● **EXERCISE REQUIREMENTS**: Whenever a line in the entries below contains the string "background", copy that line.

[Stored items from a collection]
- - - -
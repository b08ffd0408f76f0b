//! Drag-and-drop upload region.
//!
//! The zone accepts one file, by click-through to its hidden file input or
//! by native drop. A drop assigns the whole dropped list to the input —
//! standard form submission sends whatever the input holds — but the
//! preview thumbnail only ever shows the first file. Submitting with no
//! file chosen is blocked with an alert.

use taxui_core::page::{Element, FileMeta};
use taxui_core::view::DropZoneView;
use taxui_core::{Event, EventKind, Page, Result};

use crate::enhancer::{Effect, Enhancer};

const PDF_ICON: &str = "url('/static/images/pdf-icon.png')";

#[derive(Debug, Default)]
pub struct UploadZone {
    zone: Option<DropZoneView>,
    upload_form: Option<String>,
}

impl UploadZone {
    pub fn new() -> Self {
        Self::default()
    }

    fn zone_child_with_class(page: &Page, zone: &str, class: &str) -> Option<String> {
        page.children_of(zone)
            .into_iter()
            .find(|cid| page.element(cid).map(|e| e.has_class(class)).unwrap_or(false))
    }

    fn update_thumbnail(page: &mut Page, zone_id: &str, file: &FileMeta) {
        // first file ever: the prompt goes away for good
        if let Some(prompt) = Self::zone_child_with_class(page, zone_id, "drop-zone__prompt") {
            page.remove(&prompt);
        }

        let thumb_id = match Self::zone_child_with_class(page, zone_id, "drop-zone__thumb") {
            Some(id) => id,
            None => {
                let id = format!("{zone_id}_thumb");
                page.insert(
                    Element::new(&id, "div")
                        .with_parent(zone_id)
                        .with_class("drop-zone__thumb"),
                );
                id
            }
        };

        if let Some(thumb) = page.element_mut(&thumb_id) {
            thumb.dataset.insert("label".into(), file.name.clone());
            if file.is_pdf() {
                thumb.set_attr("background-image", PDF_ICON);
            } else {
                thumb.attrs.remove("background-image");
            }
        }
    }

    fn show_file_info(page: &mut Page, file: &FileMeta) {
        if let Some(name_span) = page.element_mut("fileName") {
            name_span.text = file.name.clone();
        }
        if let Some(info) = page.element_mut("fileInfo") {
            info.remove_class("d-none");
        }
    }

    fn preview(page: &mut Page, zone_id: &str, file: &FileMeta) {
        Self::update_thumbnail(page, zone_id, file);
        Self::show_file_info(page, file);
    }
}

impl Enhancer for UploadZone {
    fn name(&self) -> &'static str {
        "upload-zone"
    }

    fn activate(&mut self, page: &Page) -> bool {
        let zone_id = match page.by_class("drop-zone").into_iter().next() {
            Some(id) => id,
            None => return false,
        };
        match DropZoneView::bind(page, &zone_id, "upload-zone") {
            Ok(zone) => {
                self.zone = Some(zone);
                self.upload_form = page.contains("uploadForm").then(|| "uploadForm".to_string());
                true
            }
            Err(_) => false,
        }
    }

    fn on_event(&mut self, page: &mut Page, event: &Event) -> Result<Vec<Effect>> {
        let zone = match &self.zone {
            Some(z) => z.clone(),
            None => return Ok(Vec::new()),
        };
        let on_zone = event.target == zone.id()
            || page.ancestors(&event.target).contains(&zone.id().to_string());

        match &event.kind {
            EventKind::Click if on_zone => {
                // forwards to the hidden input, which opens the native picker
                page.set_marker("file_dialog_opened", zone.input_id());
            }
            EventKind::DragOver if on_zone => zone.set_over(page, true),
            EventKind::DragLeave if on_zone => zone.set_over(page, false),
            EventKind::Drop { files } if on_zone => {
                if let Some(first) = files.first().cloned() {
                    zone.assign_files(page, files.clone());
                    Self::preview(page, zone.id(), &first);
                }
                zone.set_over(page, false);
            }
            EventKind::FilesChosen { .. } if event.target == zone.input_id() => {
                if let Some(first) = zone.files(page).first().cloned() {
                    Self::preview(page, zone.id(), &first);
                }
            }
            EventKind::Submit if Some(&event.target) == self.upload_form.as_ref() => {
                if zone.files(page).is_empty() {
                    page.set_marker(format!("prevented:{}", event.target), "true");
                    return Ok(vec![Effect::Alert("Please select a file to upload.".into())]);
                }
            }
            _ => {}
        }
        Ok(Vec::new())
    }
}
- - - -
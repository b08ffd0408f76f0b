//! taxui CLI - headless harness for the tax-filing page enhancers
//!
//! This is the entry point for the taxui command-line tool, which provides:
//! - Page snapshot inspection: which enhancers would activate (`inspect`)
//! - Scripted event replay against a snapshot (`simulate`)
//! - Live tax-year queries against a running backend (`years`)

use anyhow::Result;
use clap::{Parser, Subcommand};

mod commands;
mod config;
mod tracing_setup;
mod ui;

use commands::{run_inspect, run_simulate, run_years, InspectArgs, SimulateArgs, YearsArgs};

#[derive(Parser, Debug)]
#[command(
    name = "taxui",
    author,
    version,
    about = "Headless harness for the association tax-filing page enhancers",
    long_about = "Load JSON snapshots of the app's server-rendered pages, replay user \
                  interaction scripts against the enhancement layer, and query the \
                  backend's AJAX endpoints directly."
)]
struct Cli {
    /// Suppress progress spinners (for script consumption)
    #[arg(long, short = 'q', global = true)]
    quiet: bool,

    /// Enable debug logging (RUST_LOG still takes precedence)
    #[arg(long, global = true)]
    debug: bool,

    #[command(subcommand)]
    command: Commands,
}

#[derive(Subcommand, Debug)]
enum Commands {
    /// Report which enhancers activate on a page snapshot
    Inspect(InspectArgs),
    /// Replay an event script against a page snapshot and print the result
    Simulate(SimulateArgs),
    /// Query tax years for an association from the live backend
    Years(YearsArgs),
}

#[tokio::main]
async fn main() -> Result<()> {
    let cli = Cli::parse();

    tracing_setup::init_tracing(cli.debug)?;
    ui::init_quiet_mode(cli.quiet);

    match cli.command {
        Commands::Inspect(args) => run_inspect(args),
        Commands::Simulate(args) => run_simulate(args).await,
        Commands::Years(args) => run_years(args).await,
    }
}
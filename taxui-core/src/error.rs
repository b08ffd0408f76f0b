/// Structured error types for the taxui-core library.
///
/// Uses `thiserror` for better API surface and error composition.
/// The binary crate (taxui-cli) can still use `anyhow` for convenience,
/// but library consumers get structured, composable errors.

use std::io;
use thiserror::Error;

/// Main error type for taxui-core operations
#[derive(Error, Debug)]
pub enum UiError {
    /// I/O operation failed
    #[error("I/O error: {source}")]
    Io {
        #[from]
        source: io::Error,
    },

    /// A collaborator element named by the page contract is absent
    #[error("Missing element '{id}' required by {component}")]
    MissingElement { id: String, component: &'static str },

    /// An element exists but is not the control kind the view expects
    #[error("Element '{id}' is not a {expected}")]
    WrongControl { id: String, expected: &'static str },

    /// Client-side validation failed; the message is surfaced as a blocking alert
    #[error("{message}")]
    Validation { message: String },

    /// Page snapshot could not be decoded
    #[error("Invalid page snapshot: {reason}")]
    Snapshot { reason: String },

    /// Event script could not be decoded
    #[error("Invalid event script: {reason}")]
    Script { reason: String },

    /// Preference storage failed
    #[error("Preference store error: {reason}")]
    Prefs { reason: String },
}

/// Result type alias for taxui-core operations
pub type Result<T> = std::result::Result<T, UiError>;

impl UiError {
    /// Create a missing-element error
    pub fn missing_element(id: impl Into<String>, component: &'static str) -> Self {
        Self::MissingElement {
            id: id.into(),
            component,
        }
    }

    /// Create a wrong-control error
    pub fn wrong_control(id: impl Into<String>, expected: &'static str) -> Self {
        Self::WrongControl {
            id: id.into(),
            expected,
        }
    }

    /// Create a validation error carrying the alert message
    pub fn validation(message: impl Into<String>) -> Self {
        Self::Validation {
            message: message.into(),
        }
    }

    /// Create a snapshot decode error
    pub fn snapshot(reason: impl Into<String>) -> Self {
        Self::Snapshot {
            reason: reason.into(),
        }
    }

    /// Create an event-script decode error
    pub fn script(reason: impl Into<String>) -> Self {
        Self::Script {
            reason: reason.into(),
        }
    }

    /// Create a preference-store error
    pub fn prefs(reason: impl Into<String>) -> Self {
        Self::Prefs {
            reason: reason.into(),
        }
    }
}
- - - -
● **EXERCISE RESULT**:
                thumb.set_attr("background-image", PDF_ICON);
                thumb.attrs.remove("background-image");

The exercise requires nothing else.